-- Opening Marker --

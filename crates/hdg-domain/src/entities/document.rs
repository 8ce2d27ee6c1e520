//! Document graph aggregate

use std::collections::HashMap;

use serde::{Deserialize, Serialize};

use super::{ChunkNode, GraphEdge, StructuralElement};
use crate::error::Result;
use crate::navigation::GraphNavigator;

/// Aggregate root: chunks, structural elements and edges of one document
///
/// Root elements and parent/child relations are derived from the edge list
/// on demand, never stored.
#[derive(Debug, Clone, Default, PartialEq, Eq, Serialize, Deserialize)]
pub struct DocumentGraph {
    /// Caller-supplied identifier of the source document
    pub source_id: String,
    /// Heading-derived chunks in document order
    pub chunks: Vec<ChunkNode>,
    /// Block-level elements in document order
    pub elements: Vec<StructuralElement>,
    /// Typed relationships between elements
    pub edges: Vec<GraphEdge>,
}

impl DocumentGraph {
    /// Create a new document graph
    pub fn new(
        source_id: impl Into<String>,
        chunks: Vec<ChunkNode>,
        elements: Vec<StructuralElement>,
        edges: Vec<GraphEdge>,
    ) -> Self {
        Self {
            source_id: source_id.into(),
            chunks,
            elements,
            edges,
        }
    }

    /// A graph with no chunks and no elements
    pub fn empty(source_id: impl Into<String>) -> Self {
        Self::new(source_id, Vec::new(), Vec::new(), Vec::new())
    }

    /// Whether a structural graph is available alongside the chunks
    pub fn has_structural_graph(&self) -> bool {
        !self.elements.is_empty()
    }

    /// Navigator over the elements and edges
    pub fn navigator(&self) -> GraphNavigator<'_> {
        GraphNavigator::new(&self.elements, &self.edges)
    }

    /// Elements with no inbound hierarchical edge
    pub fn root_elements(&self) -> Vec<&StructuralElement> {
        self.navigator().root_elements()
    }

    /// Hierarchical children of an element
    pub fn child_elements(&self, id: &str) -> Vec<&StructuralElement> {
        self.navigator().child_elements(id)
    }

    /// Hierarchical parent of an element
    pub fn parent_element(&self, id: &str) -> Option<&StructuralElement> {
        self.navigator().parent_element(id)
    }

    /// Look up a chunk by id
    pub fn chunk(&self, id: &str) -> Option<&ChunkNode> {
        self.chunks.iter().find(|c| c.id() == id)
    }

    /// Chunks without a parent
    pub fn top_level_chunks(&self) -> Vec<&ChunkNode> {
        self.chunks.iter().filter(|c| c.parent_id().is_none()).collect()
    }

    /// Direct child chunks of a chunk, in document order
    pub fn child_chunks(&self, id: &str) -> Vec<&ChunkNode> {
        self.chunks
            .iter()
            .filter(|c| c.parent_id() == Some(id))
            .collect()
    }

    /// The chunk and its ancestors, outermost first
    pub fn chunk_path(&self, id: &str) -> Vec<&ChunkNode> {
        ChunkIndex::new(&self.chunks).path(id)
    }

    /// Check the structural graph invariants
    pub fn validate(&self) -> Result<()> {
        self.navigator().validate()
    }
}

/// Identifier lookup over a chunk list, built once per document
#[derive(Debug, Clone)]
pub struct ChunkIndex<'a> {
    by_id: HashMap<&'a str, &'a ChunkNode>,
}

impl<'a> ChunkIndex<'a> {
    /// Index every chunk of `chunks` by identifier
    pub fn new(chunks: &'a [ChunkNode]) -> Self {
        Self {
            by_id: chunks.iter().map(|c| (c.id(), c)).collect(),
        }
    }

    /// Chunk by identifier
    pub fn get(&self, id: &str) -> Option<&'a ChunkNode> {
        self.by_id.get(id).copied()
    }

    /// Ancestor path of a chunk, outermost first
    ///
    /// Dangling parent ids end the walk; the walk is bounded by the index size.
    pub fn path(&self, id: &str) -> Vec<&'a ChunkNode> {
        let mut path = Vec::new();
        let mut current = self.get(id);
        while let Some(chunk) = current {
            if path.len() > self.by_id.len() {
                break;
            }
            path.push(chunk);
            current = chunk.parent_id().and_then(|p| self.get(p));
        }
        path.reverse();
        path
    }
}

-- Closing Marker --

TASK REQUIREMENTS: The lines holding the string "first" in the listing above are what you should copy out.

EXPECTED ANSWER:
    /// The chunk and its ancestors, outermost first
    /// Ancestor path of a chunk, outermost first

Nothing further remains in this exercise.